§ **What is expected**:
Your response should be a copy of each line in the listing below that includes the word "RetrievalOutcome".
|---|
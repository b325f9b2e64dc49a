//! Retrieval prefetch cache — start the expensive search before any tool
//! asks for it.
//!
//! At turn start, before it is known whether a tool will need retrieval
//! results, the pipeline eagerly spawns the search (expanding the query
//! with recent messages when it looks pronoun-unresolved) and keeps a
//! memoized handle. Whichever consumer needs it first joins the future;
//! later consumers see the same resolved value. A failed or panicked
//! search resolves to the explicit empty outcome, so a down retrieval
//! service degrades the turn instead of failing it.

use futures::future::{BoxFuture, FutureExt, Shared};
use opsdesk_core::message::{Role, ThreadMessage};
use opsdesk_core::retrieval::{RetrievalOutcome, RetrievalService};
use std::sync::atomic::{AtomicBool, Ordering};
use std::sync::Arc;
use std::time::{Duration, Instant};
use tracing::{debug, warn};

/// Query words that usually refer back to something in recent messages.
const UNRESOLVED_REFERENCES: [&str; 7] = ["it", "this", "that", "they", "them", "these", "those"];

/// How many recent messages feed query expansion.
const EXPANSION_MESSAGES: usize = 3;

/// Truncation cap per expansion message, in characters.
const EXPANSION_CHAR_CAP: usize = 200;

/// A single-producer, shareable handle to an in-flight retrieval call.
pub struct RetrievalPrefetch {
    future: Shared<BoxFuture<'static, RetrievalOutcome>>,
    consumed: AtomicBool,
    started_at: Instant,
}

impl RetrievalPrefetch {
    /// Eagerly start the retrieval call in the background.
    pub fn start(
        retrieval: Arc<dyn RetrievalService>,
        query: &str,
        recent_messages: &[ThreadMessage],
    ) -> Self {
        let expanded = expand_query(query, recent_messages);
        if expanded.len() > query.len() {
            debug!("Prefetch query expanded with recent conversation context");
        }

        let handle = tokio::spawn(async move {
            match retrieval.search(&expanded).await {
                Ok(outcome) => outcome,
                Err(e) => {
                    warn!(error = %e, "Prefetched retrieval failed, degrading to empty outcome");
                    RetrievalOutcome::empty()
                }
            }
        });

        let future = async move {
            match handle.await {
                Ok(outcome) => outcome,
                Err(e) => {
                    warn!(error = %e, "Prefetch task join failed");
                    RetrievalOutcome::empty()
                }
            }
        }
        .boxed()
        .shared();

        Self {
            future,
            consumed: AtomicBool::new(false),
            started_at: Instant::now(),
        }
    }

    /// Await the retrieval outcome. Safe to call from multiple consumers;
    /// all see the same resolved value.
    pub async fn get(&self) -> RetrievalOutcome {
        self.future.clone().await
    }

    /// Mark the cache consumed; returns `true` for the first caller only.
    ///
    /// Reads are NOT exclusive — this exists so telemetry can tell whether
    /// (and by whom) the prefetched result was first used.
    pub fn claim(&self) -> bool {
        !self.consumed.swap(true, Ordering::SeqCst)
    }

    /// Whether any consumer has claimed the cache.
    pub fn consumed(&self) -> bool {
        self.consumed.load(Ordering::SeqCst)
    }

    /// Time since the background call was started.
    pub fn age(&self) -> Duration {
        self.started_at.elapsed()
    }
}

/// Whether a query contains an unresolved back-reference worth expanding.
fn needs_expansion(query: &str) -> bool {
    query
        .split(|c: char| !c.is_alphanumeric())
        .any(|word| UNRESOLVED_REFERENCES.contains(&word.to_lowercase().as_str()))
}

/// Append recent user/assistant content to a pronoun-heavy query so the
/// retrieval service sees what "it" refers to.
fn expand_query(query: &str, recent: &[ThreadMessage]) -> String {
    if !needs_expansion(query) || recent.is_empty() {
        return query.to_string();
    }

    let context: Vec<String> = recent
        .iter()
        .rev()
        .filter(|m| matches!(m.role, Role::User | Role::Assistant))
        .take(EXPANSION_MESSAGES)
        .map(|m| {
            let mut text: String = m.content.chars().take(EXPANSION_CHAR_CAP).collect();
            if m.content.chars().count() > EXPANSION_CHAR_CAP {
                text.push('…');
            }
            text
        })
        .collect();

    if context.is_empty() {
        return query.to_string();
    }

    // Oldest first, so the expansion reads chronologically.
    let mut context = context;
    context.reverse();
    format!("{query}\n\nRecent context:\n{}", context.join("\n"))
}
//! The turn generation pipeline — the top-level orchestrator of Opsdesk.
//!
//! One turn runs a linear state machine with a single error branch:
//!
//! 1. **before_context hook** — agents inject summaries, retrieval, metadata
//! 2. **Build context** — budget engine assembles and reorders (see
//!    `opsdesk-context`)
//! 3. **before_generate hook** — prompt/system overrides
//! 4. **Invoke the model** — streaming XOR buffered
//! 5. **Extract telemetry** — tool calls and sub-agent usage rollup
//! 6. **after_generate hook**, persist, return
//!
//! On failure at any stage: the open stream is marked errored, the
//! `on_error` hook runs, a terminal failed record is persisted best-effort,
//! and the ORIGINAL error is rethrown untouched. Classification for retry
//! happens only at the outermost boundary, via [`classify`].

pub mod classify;
pub mod hooks;
pub mod prefetch;
pub mod stream;
pub mod summarize;
pub mod turn;

pub use classify::{classify, ErrorClassification, FailureInfo, NonRetryableError, ReasonCode};
pub use hooks::{GenerateOverrides, HookContext, TurnHooks};
pub use prefetch::RetrievalPrefetch;
pub use stream::TurnStreamEvent;
pub use summarize::SummarizationTrigger;
pub use turn::{SubAgentUsage, TurnArgs, TurnPipeline, TurnResult};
|---|
§ **Your solution**:
use opsdesk_core::retrieval::{RetrievalOutcome, RetrievalService};
    future: Shared<BoxFuture<'static, RetrievalOutcome>>,
                    RetrievalOutcome::empty()
                    RetrievalOutcome::empty()
    pub async fn get(&self) -> RetrievalOutcome {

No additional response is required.